Goal of the exercise:
Write out again the entries from the first line to the line that includes "empty after trimming.", keeping both of those lines.

Given records:
//! Error types for analyzer domain validation.

use thiserror::Error;

/// Errors returned while constructing analyzer domain values.
#[derive(Debug, Clone, Error, PartialEq, Eq)]
pub enum AnalyzerDomainError {
    /// The exchange name is empty after trimming.
    #[error("exchange name must not be empty")]
    EmptyExchangeName,

    /// The exchange name contains characters outside `[a-zA-Z0-9-_.:]`.
    #[error(
        "exchange name '{0}' contains invalid characters (only alphanumeric, '-', '_', '.' and ':' allowed)"
    )]
    InvalidExchangeName(String),

    /// The exchange name exceeds the 255-byte AMQP short-string limit.
    #[error("exchange name exceeds 255 character limit: {0}")]
    ExchangeNameTooLong(String),
}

Expected output:
//! Error types for analyzer domain validation.

use thiserror::Error;

/// Errors returned while constructing analyzer domain values.
#[derive(Debug, Clone, Error, PartialEq, Eq)]
pub enum AnalyzerDomainError {
    /// The exchange name is empty after trimming.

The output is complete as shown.